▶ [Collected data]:
-- Opening Marker --

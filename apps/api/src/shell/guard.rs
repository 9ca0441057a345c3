//! Authorization Guard: the policy every navigation passes through.

use serde::{Deserialize, Serialize};

use crate::models::profile::Role;
use crate::shell::page::Page;

/// What the guard knows about the caller. An authenticated identity always has
/// a role here; identities without a profile are rejected before navigation.
#[derive(Debug, Clone, Copy, PartialEq, Eq, Serialize, Deserialize)]
#[serde(tag = "state", content = "role", rename_all = "snake_case")]
pub enum AuthState {
    Anonymous,
    Authenticated(Role),
}

impl AuthState {
    pub fn is_authenticated(&self) -> bool {
        matches!(self, AuthState::Authenticated(_))
    }

    pub fn role(&self) -> Option<Role> {
        match self {
            AuthState::Anonymous => None,
            AuthState::Authenticated(role) => Some(*role),
        }
    }
}

/// Pages reachable without signing in.
const PUBLIC_PAGES: &[Page] = &[
    Page::Landing,
    Page::Login,
    Page::Signup,
    Page::ForgotPassword,
    Page::Jobs,
    Page::JobDetail,
];

/// Pages only employers may open.
const EMPLOYER_PAGES: &[Page] = &[Page::EmployerDashboard, Page::PostJob, Page::Applicants];

pub fn is_public(page: Page) -> bool {
    PUBLIC_PAGES.contains(&page)
}

pub fn is_employer_only(page: Page) -> bool {
    EMPLOYER_PAGES.contains(&page)
}

/// Returns the page the caller actually gets when asking for `requested`.
///
/// 1. anonymous + non-public page -> login
/// 2. employer-only page + not an employer -> dashboard
/// 3. otherwise the requested page
pub fn guard(requested: Page, auth: AuthState) -> Page {
    if !auth.is_authenticated() && !is_public(requested) {
        return Page::Login;
    }
    if is_employer_only(requested) && auth.role() != Some(Role::Employer) {
        return Page::Dashboard;
    }
    requested
}
//! View Composition: picks the concrete view for a page state.

use serde::Serialize;
use tracing::warn;
use uuid::Uuid;

use crate::models::profile::Role;
use crate::shell::guard::AuthState;
use crate::shell::page::{Page, PageState};

#[derive(Debug, Clone, Copy, PartialEq, Eq, Serialize)]
#[serde(rename_all = "kebab-case")]
pub enum View {
    Landing,
    Login,
    Signup,
    ForgotPassword,
    SeekerDashboard,
    EmployerDashboard,
    Profile,
    Notifications,
    JobSearch,
    JobDetail,
    PostJob,
    Applicants,
}

#[derive(Debug, Clone, Copy, PartialEq, Eq, Serialize)]
#[serde(tag = "kind", content = "page", rename_all = "snake_case")]
pub enum NavTarget {
    Page(Page),
    SignOut,
}

/// One entry of the header menu.
#[derive(Debug, Clone, PartialEq, Eq, Serialize)]
pub struct NavLink {
    pub label: &'static str,
    pub target: NavTarget,
}

#[derive(Debug, Clone, PartialEq, Eq, Serialize)]
pub struct ViewDescriptor {
    pub view: View,
    pub job_id: Option<Uuid>,
    /// Header and footer are hidden on the sign-in and sign-up screens.
    pub show_chrome: bool,
    pub nav: Vec<NavLink>,
    /// API endpoint the view loads its data from, if any.
    pub data_endpoint: Option<String>,
}

/// Maps a page state to its view. `dashboard` is the one page whose view
/// depends on the role; job pages without a job id fall back to landing.
pub fn compose(state: &PageState, auth: AuthState) -> ViewDescriptor {
    let job_id = state.params.job_id;
    let view = match (state.page, job_id) {
        (Page::Landing, _) => View::Landing,
        (Page::Login, _) => View::Login,
        (Page::Signup, _) => View::Signup,
        (Page::ForgotPassword, _) => View::ForgotPassword,
        (Page::Dashboard, _) if auth.role() == Some(Role::Employer) => View::EmployerDashboard,
        (Page::Dashboard, _) => View::SeekerDashboard,
        (Page::EmployerDashboard, _) => View::EmployerDashboard,
        (Page::Profile, _) => View::Profile,
        (Page::Notifications, _) => View::Notifications,
        (Page::Jobs, _) => View::JobSearch,
        (Page::PostJob, _) => View::PostJob,
        (Page::JobDetail, Some(_)) => View::JobDetail,
        (Page::Applicants, Some(_)) => View::Applicants,
        (page @ (Page::JobDetail | Page::Applicants), None) => {
            warn!("{} has no job id; showing landing", page.as_str());
            View::Landing
        }
    };
    let job_id = match view {
        View::JobDetail | View::Applicants => job_id,
        _ => None,
    };

    ViewDescriptor {
        view,
        job_id,
        show_chrome: !matches!(view, View::Login | View::Signup),
        nav: header_links(auth),
        data_endpoint: data_endpoint(view, job_id),
    }
}

/// Header menu for the caller: browse and sign-in links when anonymous,
/// dashboard/notifications/profile/sign-out once signed in.
pub fn header_links(auth: AuthState) -> Vec<NavLink> {
    let link = |label: &'static str, page: Page| NavLink {
        label,
        target: NavTarget::Page(page),
    };
    match auth {
        AuthState::Anonymous => vec![
            link("Find Jobs", Page::Jobs),
            link("Sign In", Page::Login),
            link("Get Started", Page::Signup),
        ],
        AuthState::Authenticated(role) => {
            let dashboard = match role {
                Role::Seeker => Page::Dashboard,
                Role::Employer => Page::EmployerDashboard,
            };
            vec![
                link("Jobs", Page::Jobs),
                link("Dashboard", dashboard),
                link("Notifications", Page::Notifications),
                link("Profile", Page::Profile),
                NavLink {
                    label: "Sign Out",
                    target: NavTarget::SignOut,
                },
            ]
        }
    }
}

fn data_endpoint(view: View, job_id: Option<Uuid>) -> Option<String> {
    match (view, job_id) {
        (View::SeekerDashboard | View::EmployerDashboard, _) => Some("/api/v1/dashboard".to_string()),
        (View::Profile, _) => Some("/api/v1/profile".to_string()),
        (View::Notifications, _) => Some("/api/v1/notifications".to_string()),
        (View::JobSearch, _) => Some("/api/v1/jobs".to_string()),
        (View::PostJob, _) => Some("/api/v1/skills".to_string()),
        (View::JobDetail, Some(id)) => Some(format!("/api/v1/jobs/{id}")),
        (View::Applicants, Some(id)) => Some(format!("/api/v1/jobs/{id}/applicants")),
        _ => None,
    }
}

#[cfg(test)]
mod tests {
    use super::*;
    use crate::shell::page::PageParams;

    fn state(page: Page) -> PageState {
        PageState::new(page, PageParams::default())
    }

    #[test]
    fn test_dashboard_depends_on_role() {
        let employer = compose(&state(Page::Dashboard), AuthState::Authenticated(Role::Employer));
        let seeker = compose(&state(Page::Dashboard), AuthState::Authenticated(Role::Seeker));
        assert_eq!(employer.view, View::EmployerDashboard);
        assert_eq!(seeker.view, View::SeekerDashboard);
    }

    #[test]
    fn test_job_detail_carries_id_and_endpoint() {
        let id = Uuid::new_v4();
        let descriptor = compose(
            &PageState::new(Page::JobDetail, PageParams::job(id)),
            AuthState::Anonymous,
        );
        assert_eq!(descriptor.view, View::JobDetail);
        assert_eq!(descriptor.job_id, Some(id));
        assert_eq!(descriptor.data_endpoint, Some(format!("/api/v1/jobs/{id}")));
    }

    #[test]
    fn test_job_page_without_id_falls_back_to_landing() {
        let descriptor = compose(&state(Page::Applicants), AuthState::Authenticated(Role::Employer));
        assert_eq!(descriptor.view, View::Landing);
        assert_eq!(descriptor.job_id, None);
        assert_eq!(descriptor.data_endpoint, None);
    }

    #[test]
    fn test_chrome_hidden_on_login_and_signup_only() {
        for page in Page::ALL {
            let descriptor = compose(&state(page), AuthState::Anonymous);
            let hidden = matches!(page, Page::Login | Page::Signup);
            assert_eq!(descriptor.show_chrome, !hidden, "{page:?}");
        }
    }

    #[test]
    fn test_header_dashboard_link_follows_role() {
        let links = header_links(AuthState::Authenticated(Role::Employer));
        assert!(links.contains(&NavLink {
            label: "Dashboard",
            target: NavTarget::Page(Page::EmployerDashboard),
        }));
        assert_eq!(links.last().map(|l| l.target), Some(NavTarget::SignOut));
    }

    #[test]
    fn test_anonymous_header_offers_sign_in() {
        let links = header_links(AuthState::Anonymous);
        assert_eq!(links.len(), 3);
        assert!(links.iter().all(|l| l.target != NavTarget::SignOut));
    }
}
use axum::{
    extract::{Path, State},
    Json,
};
use serde::Serialize;
use uuid::Uuid;

use crate::errors::AppError;
use crate::models::notification::NotificationRow;
use crate::notifications::repository;
use crate::session::Session;
use crate::state::AppState;

#[derive(Debug, Serialize)]
pub struct NotificationList {
    pub unread: usize,
    pub notifications: Vec<NotificationRow>,
}

/// GET /api/v1/notifications
pub async fn handle_list_notifications(
    State(state): State<AppState>,
    session: Session,
) -> Result<Json<NotificationList>, AppError> {
    let notifications = repository::list_notifications(&state.db, session.user_id()).await?;
    let unread = notifications.iter().filter(|n| !n.read).count();
    Ok(Json(NotificationList {
        unread,
        notifications,
    }))
}

/// POST /api/v1/notifications/:id/read
pub async fn handle_mark_read(
    State(state): State<AppState>,
    Path(id): Path<Uuid>,
    session: Session,
) -> Result<Json<NotificationRow>, AppError> {
    let row = repository::mark_read(&state.db, session.user_id(), id).await?;
    Ok(Json(row))
}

-- Closing Marker --

▶ [Prompt]:
Provide a count of the lines in the data above that include the word "ViewDescriptor", stating the number alone.

▶ [Finished task]:
3